What Is Degenerative Disc Disease?

The discs in your spine are rubbery cushions between the bones in your spinal column. These bones are known as vertebrae. These discs act as shock absorbers. As you move, bend or twist, your discs enable you to do that comfortably. When they are healthy, discs act as a structural cushion to help distribute shocks and pressures to your spine evenly.

The biomechanical ability to cushion shocks and pressures is enabled by a disc’s ability to absorb and retain water. Water within the disc generates a swelling pressure that resists loads and maintains the height of the disc.

After the age of 40, our discs can begin to degenerate. This is known as degenerative disc disease. Wear and tear of our intervertebral disks causes a loss of hydration – the ability we’ve discussed to absorb and retain water – along with degeneration of the discs themselves.

For many, as this degeneration occurs, we don’t develop any symptoms. But for about 5% of us, this disc degeneration prevents discs from doing their job properly. When this happens, it leads to back pain.

Illustration of intervertebral disc functioning with natural cushioning
Illustration of an intervertebral disc functioning with natural cushioning

Managing and Treating Degenerative Disc Disease

There are noninvasive treatment options available for degenerative disc disease, such as physical therapy, medications, steroid injections, radiofrequency neurotomies, or even spinal cord stimulation. But until recently, when these alternatives weren’t sufficient, major spine surgery was the only other option.

A new nonsurgical option is now available. It is called VIA Disc and is designed to rebuild damaged discs biologically.

The VIA Disc procedure is an allograft. An “allograft” is a tissue graft. The treatment is designed to help a disc regain and preserve its ability to absorb water and repair disc damage.

What Are Regenerative Biotherapeutics and Orthobiologic Medicine?

What do we mean about rebuilding discs biologically? The human body has the natural ability to heal itself in many ways. Cuts to the skin repair themselves, broken bones mend and a living-donor’s liver regenerates in a few weeks.

Regenerative Biotherapeutics includes therapies that support the body in repairing, regenerating and restoring itself – taking our natural healing ability and helping it along. These therapies prompt the body to enact a self-healing response.

Popular uses of regenerative biotherapeutics today include treatments from Non-Hodgkin’s Lymphoma and Leukemia to Osteoarthritis and Rheumatoid Arthritis, and many other conditions in between. Variations of regenerative biotherapeutics use therapies such as platelet rich plasma (PRP) and stem cells. When regenerative biotherapeutics is used to help heal musculoskeletal conditions it is also commonly referred to as orthobiologic medicine.

What Is VIA Disc?

VIA Disc is an orthobiologic regenerative therapy that seeks to reverse the age-related wear and tear of intervertebral discs – along with the degeneration and loss of hydration that results with this deterioration.

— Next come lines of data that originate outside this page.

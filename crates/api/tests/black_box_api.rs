use reqwest::StatusCode;
use serde_json::json;

struct TestServer {
    base_url: String,
    handle: tokio::task::JoinHandle<()>,
}

impl TestServer {
    async fn spawn() -> Self {
        // Same router as prod, bound to an ephemeral port.
        let app = husktrack_api::app::build_app().expect("failed to build app");
        let listener = tokio::net::TcpListener::bind("127.0.0.1:0")
            .await
            .expect("failed to bind ephemeral port");
        let addr = listener.local_addr().unwrap();
        let base_url = format!("http://{}", addr);

        let handle = tokio::spawn(async move {
            axum::serve(listener, app).await.unwrap();
        });

        Self { base_url, handle }
    }
}

impl Drop for TestServer {
    fn drop(&mut self) {
        self.handle.abort();
    }
}

async fn register_client(client: &reqwest::Client, base_url: &str, name: &str) -> String {
    let res = client
        .post(format!("{}/clients", base_url))
        .json(&json!({ "name": name, "kind": "local" }))
        .send()
        .await
        .unwrap();
    assert_eq!(res.status(), StatusCode::CREATED);
    let body: serde_json::Value = res.json().await.unwrap();
    body["id"].as_str().unwrap().to_string()
}

async fn stock_of(client: &reqwest::Client, base_url: &str, sku: &str) -> i64 {
    let res = client
        .get(format!("{}/products/{}", base_url, sku))
        .send()
        .await
        .unwrap();
    assert_eq!(res.status(), StatusCode::OK);
    let body: serde_json::Value = res.json().await.unwrap();
    body["stock"].as_i64().unwrap()
}

#[tokio::test]
async fn health_and_seeded_catalog() {
    let srv = TestServer::spawn().await;
    let client = reqwest::Client::new();

    let res = client
        .get(format!("{}/health", srv.base_url))
        .send()
        .await
        .unwrap();
    assert_eq!(res.status(), StatusCode::OK);

    let res = client
        .get(format!("{}/products", srv.base_url))
        .send()
        .await
        .unwrap();
    assert_eq!(res.status(), StatusCode::OK);
    let body: serde_json::Value = res.json().await.unwrap();
    let items = body["items"].as_array().unwrap();
    assert_eq!(items.len(), 3);
    // Catalog is seeded with zero stock.
    for item in items {
        assert_eq!(item["stock"], 0);
    }
}

#[tokio::test]
async fn purchase_raises_stock_and_books_an_expense() {
    let srv = TestServer::spawn().await;
    let client = reqwest::Client::new();
    let supplier_id = register_client(&client, &srv.base_url, "Island Husk Supply").await;

    let res = client
        .post(format!("{}/purchases", srv.base_url))
        .json(&json!({
            "supplier_id": supplier_id,
            "sku": "coir-fiber",
            "quantity": 500,
            "unit_price": 10,
        }))
        .send()
        .await
        .unwrap();
    assert_eq!(res.status(), StatusCode::CREATED);
    let receipt: serde_json::Value = res.json().await.unwrap();
    assert_eq!(receipt["transaction"]["amount"], -5000);
    assert_eq!(receipt["transaction"]["kind"], "expense");

    assert_eq!(stock_of(&client, &srv.base_url, "coir-fiber").await, 500);

    let res = client
        .get(format!("{}/finance/transactions", srv.base_url))
        .send()
        .await
        .unwrap();
    let body: serde_json::Value = res.json().await.unwrap();
    assert_eq!(body["items"].as_array().unwrap().len(), 1);
}

#[tokio::test]
async fn order_completion_decrements_stock_and_is_idempotent() {
    let srv = TestServer::spawn().await;
    let client = reqwest::Client::new();
    let client_id = register_client(&client, &srv.base_url, "Lanka Coir Traders").await;

    client
        .post(format!("{}/purchases", srv.base_url))
        .json(&json!({
            "supplier_id": client_id,
            "sku": "coco-pith",
            "quantity": 100,
            "unit_price": 5,
        }))
        .send()
        .await
        .unwrap();

    let res = client
        .post(format!("{}/sales", srv.base_url))
        .json(&json!({
            "client_id": client_id,
            "sku": "coco-pith",
            "quantity": 40,
            "unit_price": 900,
        }))
        .send()
        .await
        .unwrap();
    assert_eq!(res.status(), StatusCode::CREATED);
    let order: serde_json::Value = res.json().await.unwrap();
    let order_id = order["id"].as_str().unwrap().to_string();
    assert_eq!(order["status"], "to-do");

    let res = client
        .post(format!("{}/sales/{}/complete", srv.base_url, order_id))
        .send()
        .await
        .unwrap();
    assert_eq!(res.status(), StatusCode::OK);
    let completion: serde_json::Value = res.json().await.unwrap();
    assert_eq!(completion["stock_adjusted"], true);
    assert_eq!(completion["remaining_stock"], 60);

    // Completing again is a no-op, never a double decrement.
    let res = client
        .post(format!("{}/sales/{}/complete", srv.base_url, order_id))
        .send()
        .await
        .unwrap();
    assert_eq!(res.status(), StatusCode::OK);
    let again: serde_json::Value = res.json().await.unwrap();
    assert_eq!(again["stock_adjusted"], false);
    assert_eq!(stock_of(&client, &srv.base_url, "coco-pith").await, 60);
}

#[tokio::test]
async fn insufficient_stock_rejects_completion_untouched() {
    let srv = TestServer::spawn().await;
    let client = reqwest::Client::new();
    let client_id = register_client(&client, &srv.base_url, "Pith Importers GmbH").await;

    client
        .post(format!("{}/purchases", srv.base_url))
        .json(&json!({
            "supplier_id": client_id,
            "sku": "husk-chips",
            "quantity": 10,
            "unit_price": 3,
        }))
        .send()
        .await
        .unwrap();

    let res = client
        .post(format!("{}/exports", srv.base_url))
        .json(&json!({
            "client_id": client_id,
            "sku": "husk-chips",
            "quantity": 50,
            "unit_price": 650,
        }))
        .send()
        .await
        .unwrap();
    assert_eq!(res.status(), StatusCode::CREATED);
    let order: serde_json::Value = res.json().await.unwrap();
    let order_id = order["id"].as_str().unwrap();

    let res = client
        .post(format!("{}/exports/{}/complete", srv.base_url, order_id))
        .send()
        .await
        .unwrap();
    assert_eq!(res.status(), StatusCode::UNPROCESSABLE_ENTITY);
    let body: serde_json::Value = res.json().await.unwrap();
    assert_eq!(body["error"], "insufficient_stock");

    // Order and stock are untouched.
    let res = client
        .get(format!("{}/exports/{}", srv.base_url, order_id))
        .send()
        .await
        .unwrap();
    let order: serde_json::Value = res.json().await.unwrap();
    assert_eq!(order["status"], "to-do");
    assert_eq!(stock_of(&client, &srv.base_url, "husk-chips").await, 10);
}

#[tokio::test]
async fn validation_failures_report_fields() {
    let srv = TestServer::spawn().await;
    let client = reqwest::Client::new();

    let res = client
        .post(format!("{}/clients", srv.base_url))
        .json(&json!({ "name": "   ", "kind": "local", "contact": { "email": "nope" } }))
        .send()
        .await
        .unwrap();
    assert_eq!(res.status(), StatusCode::BAD_REQUEST);
    let body: serde_json::Value = res.json().await.unwrap();
    assert_eq!(body["error"], "validation_error");
    assert!(body["fields"]["name"].is_string());
    assert!(body["fields"]["email"].is_string());

    // Extreme negative amounts are a validation failure, not a fault.
    let res = client
        .post(format!("{}/finance/transactions", srv.base_url))
        .json(&json!({ "kind": "expense", "amount": i64::MIN, "category": "Transport" }))
        .send()
        .await
        .unwrap();
    assert_eq!(res.status(), StatusCode::BAD_REQUEST);
    let body: serde_json::Value = res.json().await.unwrap();
    assert!(body["fields"]["amount"].is_string());
}

#[tokio::test]
async fn status_route_rejects_completed_target() {
    let srv = TestServer::spawn().await;
    let client = reqwest::Client::new();
    let client_id = register_client(&client, &srv.base_url, "Lanka Coir Traders").await;

    let res = client
        .post(format!("{}/sales", srv.base_url))
        .json(&json!({
            "client_id": client_id,
            "sku": "coir-fiber",
            "quantity": 5,
            "unit_price": 1400,
        }))
        .send()
        .await
        .unwrap();
    let order: serde_json::Value = res.json().await.unwrap();
    let order_id = order["id"].as_str().unwrap();

    let res = client
        .post(format!("{}/sales/{}/status", srv.base_url, order_id))
        .json(&json!({ "status": "completed" }))
        .send()
        .await
        .unwrap();
    assert_eq!(res.status(), StatusCode::BAD_REQUEST);

    let res = client
        .post(format!("{}/sales/{}/status", srv.base_url, order_id))
        .json(&json!({ "status": "in-progress" }))
        .send()
        .await
        .unwrap();
    assert_eq!(res.status(), StatusCode::OK);
    let updated: serde_json::Value = res.json().await.unwrap();
    assert_eq!(updated["status"], "in-progress");
}

#[tokio::test]
async fn dashboard_reflects_the_ledger() {
    let srv = TestServer::spawn().await;
    let client = reqwest::Client::new();
    let client_id = register_client(&client, &srv.base_url, "Island Husk Supply").await;

    client
        .post(format!("{}/purchases", srv.base_url))
        .json(&json!({
            "supplier_id": client_id,
            "sku": "coir-fiber",
            "quantity": 200,
            "unit_price": 8,
        }))
        .send()
        .await
        .unwrap();
    client
        .post(format!("{}/finance/transactions", srv.base_url))
        .json(&json!({
            "kind": "income",
            "amount": 4000,
            "category": "Coir Fiber",
        }))
        .send()
        .await
        .unwrap();

    let res = client
        .get(format!("{}/dashboard", srv.base_url))
        .send()
        .await
        .unwrap();
    assert_eq!(res.status(), StatusCode::OK);
    let kpis: serde_json::Value = res.json().await.unwrap();
    assert_eq!(kpis["total_income"], 4000);
    assert_eq!(kpis["total_expenses"], 1600);
    assert_eq!(kpis["net"], 2400);
    assert_eq!(kpis["stock"]["coir-fiber"], 200);
    assert_eq!(kpis["client_count"], 1);
}

#[tokio::test]
async fn narrative_answers_and_rejects_blank_questions() {
    let srv = TestServer::spawn().await;
    let client = reqwest::Client::new();

    let res = client
        .post(format!("{}/reports/narrative", srv.base_url))
        .json(&json!({ "question": "how is the year going?" }))
        .send()
        .await
        .unwrap();
    assert_eq!(res.status(), StatusCode::OK);
    let body: serde_json::Value = res.json().await.unwrap();
    assert!(body["text"].as_str().unwrap().contains("net"));

    let res = client
        .post(format!("{}/reports/narrative", srv.base_url))
        .json(&json!({ "question": "   " }))
        .send()
        .await
        .unwrap();
    assert_eq!(res.status(), StatusCode::BAD_REQUEST);
}

#[tokio::test]
async fn reset_wipes_ledger_but_keeps_purchases() {
    let srv = TestServer::spawn().await;
    let client = reqwest::Client::new();
    let client_id = register_client(&client, &srv.base_url, "Island Husk Supply").await;

    client
        .post(format!("{}/purchases", srv.base_url))
        .json(&json!({
            "supplier_id": client_id,
            "sku": "coco-pith",
            "quantity": 50,
            "unit_price": 5,
        }))
        .send()
        .await
        .unwrap();

    let res = client
        .post(format!("{}/admin/reset", srv.base_url))
        .send()
        .await
        .unwrap();
    assert_eq!(res.status(), StatusCode::OK);
    let summary: serde_json::Value = res.json().await.unwrap();
    assert_eq!(summary["clients"], 1);
    assert_eq!(summary["financial_transactions"], 1);

    assert_eq!(stock_of(&client, &srv.base_url, "coco-pith").await, 0);

    let res = client
        .get(format!("{}/clients", srv.base_url))
        .send()
        .await
        .unwrap();
    let body: serde_json::Value = res.json().await.unwrap();
    assert!(body["items"].as_array().unwrap().is_empty());

    let res = client
        .get(format!("{}/purchases", srv.base_url))
        .send()
        .await
        .unwrap();
    let body: serde_json::Value = res.json().await.unwrap();
    assert_eq!(body["items"].as_array().unwrap().len(), 1);
}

This treatment uses biologic growth factors and cytokines extracted from intervertebral discs. This extraction is enhanced with additional solutions to promote this therapy’s effectiveness.

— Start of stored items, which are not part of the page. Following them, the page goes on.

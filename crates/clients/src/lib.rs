//! `husktrack-clients`
//!
//! **Responsibility:** client (customer/supplier) records and their boundary
//! validation. The cached aggregate fields here are informational only; they
//! are updated best-effort outside any transaction.

pub mod client;

pub use client::{Client, ClientKind, ContactInfo, NewClient};
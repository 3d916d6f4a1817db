//! `husktrack-purchasing`
//!
//! **Responsibility:** coconut purchase records (stock intake) and their
//! boundary validation. The paired stock increment and expense entry are
//! applied atomically by `husktrack-ledger`.

pub mod purchase;

pub use purchase::{NewPurchase, PaymentStatus, Purchase};
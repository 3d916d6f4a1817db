//! `husktrack-api` — HTTP presentation layer over the coordinator and store.

pub mod app;
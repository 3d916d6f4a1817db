//! Report-row assembly for the external PDF renderer.
//!
//! Rendering itself is out of scope; this module only filters the ledger to a
//! date range and shapes rows the renderer consumes.

use chrono::{DateTime, Utc};
use serde::{Deserialize, Serialize};

use crate::transaction::{clamp_amount, FinancialTransaction, TransactionKind};

/// Inclusive date range for a report.
#[derive(Debug, Clone, Copy, PartialEq, Eq, Serialize, Deserialize)]
pub struct ReportRange {
    pub from: DateTime<Utc>,
    pub to: DateTime<Utc>,
}

impl ReportRange {
    pub fn contains(&self, at: DateTime<Utc>) -> bool {
        at >= self.from && at <= self.to
    }
}

/// One transaction-like row in the rendered report.
#[derive(Debug, Clone, PartialEq, Eq, Serialize, Deserialize)]
pub struct ReportRow {
    pub date: DateTime<Utc>,
    pub category: String,
    pub description: String,
    /// Signed amount, smallest currency unit.
    pub amount: i64,
}

/// Everything the PDF collaborator needs: title, range, rows, totals.
#[derive(Debug, Clone, PartialEq, Eq, Serialize, Deserialize)]
pub struct ReportData {
    pub title: String,
    pub range: ReportRange,
    pub rows: Vec<ReportRow>,
    pub total_income: i64,
    pub total_expenses: i64,
}

impl ReportData {
    /// Filter `transactions` to the range and shape them into rows, oldest
    /// first.
    pub fn assemble(
        title: impl Into<String>,
        range: ReportRange,
        transactions: &[FinancialTransaction],
    ) -> Self {
        let mut in_range: Vec<&FinancialTransaction> = transactions
            .iter()
            .filter(|tx| range.contains(tx.occurred_at))
            .collect();
        in_range.sort_by_key(|tx| tx.occurred_at);

        let mut total_income = 0i128;
        let mut total_expenses = 0i128;
        let rows = in_range
            .into_iter()
            .map(|tx| {
                match tx.kind {
                    TransactionKind::Income => total_income += tx.magnitude() as i128,
                    TransactionKind::Expense => total_expenses += tx.magnitude() as i128,
                }
                ReportRow {
                    date: tx.occurred_at,
                    category: tx.category.clone(),
                    description: tx.description.clone(),
                    amount: tx.amount,
                }
            })
            .collect();

        Self {
            title: title.into(),
            range,
            rows,
            total_income: clamp_amount(total_income),
            total_expenses: clamp_amount(total_expenses),
        }
    }
}

#[cfg(test)]
mod tests {
    use super::*;
    use chrono::TimeZone;
    use husktrack_core::TransactionId;

    fn at(year: i32, month: u32, day: u32) -> DateTime<Utc> {
        Utc.with_ymd_and_hms(year, month, day, 10, 0, 0).unwrap()
    }

    #[test]
    fn rows_are_filtered_to_range_and_sorted() {
        let txs = vec![
            FinancialTransaction::income(TransactionId::new(), 300, "Coco Pith", "", at(2026, 6, 20)),
            FinancialTransaction::expense(TransactionId::new(), 100, "Transport", "", at(2026, 6, 5)),
            FinancialTransaction::income(TransactionId::new(), 999, "Coir Fiber", "", at(2026, 8, 1)),
        ];

        let range = ReportRange {
            from: at(2026, 6, 1),
            to: at(2026, 6, 30),
        };
        let report = ReportData::assemble("June ledger", range, &txs);

        assert_eq!(report.rows.len(), 2);
        assert_eq!(report.rows[0].category, "Transport");
        assert_eq!(report.rows[1].category, "Coco Pith");
        assert_eq!(report.total_income, 300);
        assert_eq!(report.total_expenses, 100);
    }
}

During an outpatient, non-surgical procedure, this mixture is injected into the damaged disc. The strategy behind it is that by supplementing disc tissue, it seeks to enhance the biomechanics of the damaged disc. This in turn overcomes the imbalance that has occurred from degenerative tissue loss.

In more simple terms, the ability of a disc to cushion is regained. And its deterioration is halted and reversed. And with that, associated pain is reduced.